→ SUPPLIED RECORDS:

+---+

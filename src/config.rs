//! Session configuration.

use std::time::Duration;

use serde::{Deserialize, Serialize};

/// Audio format for a realtime session.
///
/// `Pcm16` is 16-bit signed little-endian mono PCM at the service's fixed
/// sample rate; the format never changes mid-session.
#[derive(Debug, Clone, Copy, Serialize, Deserialize, PartialEq, Eq)]
#[serde(rename_all = "snake_case")]
pub enum AudioFormat {
    Pcm16,
    G711Ulaw,
    G711Alaw,
}

impl AudioFormat {
    /// Wire spelling used in the session-configuration message.
    pub fn as_wire_str(self) -> &'static str {
        match self {
            Self::Pcm16 => "pcm16",
            Self::G711Ulaw => "g711_ulaw",
            Self::G711Alaw => "g711_alaw",
        }
    }
}

/// Server-side voice-activity-detection parameters.
#[derive(Debug, Clone, Copy, PartialEq)]
pub struct TurnDetection {
    /// Activation sensitivity in `[0.0, 1.0]`.
    pub threshold: f64,
    /// Audio included before detected speech onset.
    pub prefix_padding_ms: u32,
    /// Silence needed before the server considers the turn finished.
    pub silence_duration_ms: u32,
}

impl Default for TurnDetection {
    fn default() -> Self {
        Self {
            threshold: 0.5,
            prefix_padding_ms: 300,
            silence_duration_ms: 1000,
        }
    }
}

/// A realtime model known to the service.
#[derive(Debug, Clone, Copy, PartialEq, Eq)]
pub struct ModelInfo {
    pub id: &'static str,
    pub display_name: &'static str,
}

const AVAILABLE_MODELS: &[ModelInfo] = &[
    ModelInfo {
        id: "gpt-realtime",
        display_name: "GPT-4 Realtime",
    },
    ModelInfo {
        id: "gpt-realtime-mini",
        display_name: "GPT Realtime Mini",
    },
    ModelInfo {
        id: "gpt-4o-realtime-preview",
        display_name: "GPT-4o Realtime Preview",
    },
    ModelInfo {
        id: "gpt-4o-mini-realtime-preview",
        display_name: "GPT-4o Mini Realtime Preview",
    },
];

/// Realtime models this client knows how to name.
pub fn available_models() -> &'static [ModelInfo] {
    AVAILABLE_MODELS
}

/// Configuration for a realtime audio session.
#[derive(Debug, Clone)]
pub struct SessionConfig {
    /// API credential. Falls back to `OPENAI_API_KEY` at start time.
    pub api_key: Option<String>,
    /// WebSocket endpoint; the model id is appended as a query parameter.
    pub base_url: String,
    pub model: String,
    pub voice: String,
    pub instructions: String,
    pub input_format: AudioFormat,
    pub output_format: AudioFormat,
    /// Model used for input-audio transcription, if any.
    pub transcription_model: Option<String>,
    pub turn_detection: TurnDetection,
    pub temperature: f64,
    pub max_response_output_tokens: u32,
    /// Capture chunk size the pump requests from the audio source.
    pub frame_bytes: usize,
    /// Upper bound on one transport poll; also paces the worker loop.
    pub poll_interval: Duration,
    /// Consecutive malformed inbound frames tolerated before the session
    /// is treated as disconnected.
    pub decode_failure_tolerance: u32,
}

impl Default for SessionConfig {
    fn default() -> Self {
        Self {
            api_key: None,
            base_url: "wss://api.openai.com/v1/realtime".to_string(),
            model: "gpt-realtime-mini".to_string(),
            voice: "shimmer".to_string(),
            instructions: "You are a helpful assistant.".to_string(),
            input_format: AudioFormat::Pcm16,
            output_format: AudioFormat::Pcm16,
            transcription_model: Some("whisper-1".to_string()),
            turn_detection: TurnDetection::default(),
            temperature: 0.8,
            max_response_output_tokens: 4096,
            frame_bytes: 1536,
            poll_interval: Duration::from_millis(10),
            decode_failure_tolerance: 5,
        }
    }
}

impl SessionConfig {
    /// Full connection URL with the model id as a query parameter.
    pub fn endpoint_url(&self) -> String {
        let trimmed = self.base_url.trim();
        let separator = if trimmed.contains('?') { "&" } else { "?" };
        format!("{trimmed}{separator}model={}", self.model)
    }
}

+---+

→ ACTIVITY:
Exactly and only the lines from the line containing "the worker loop." through the last line of the entries should be copied, both ends included.

→ YOUR SOLUTION:
    /// Upper bound on one transport poll; also paces the worker loop.
    pub poll_interval: Duration,
    /// Consecutive malformed inbound frames tolerated before the session
    /// is treated as disconnected.
    pub decode_failure_tolerance: u32,
}

impl Default for SessionConfig {
    fn default() -> Self {
        Self {
            api_key: None,
            base_url: "wss://api.openai.com/v1/realtime".to_string(),
            model: "gpt-realtime-mini".to_string(),
            voice: "shimmer".to_string(),
            instructions: "You are a helpful assistant.".to_string(),
            input_format: AudioFormat::Pcm16,
            output_format: AudioFormat::Pcm16,
            transcription_model: Some("whisper-1".to_string()),
            turn_detection: TurnDetection::default(),
            temperature: 0.8,
            max_response_output_tokens: 4096,
            frame_bytes: 1536,
            poll_interval: Duration::from_millis(10),
            decode_failure_tolerance: 5,
        }
    }
}

impl SessionConfig {
    /// Full connection URL with the model id as a query parameter.
    pub fn endpoint_url(&self) -> String {
        let trimmed = self.base_url.trim();
        let separator = if trimmed.contains('?') { "&" } else { "?" };
        format!("{trimmed}{separator}model={}", self.model)
    }
}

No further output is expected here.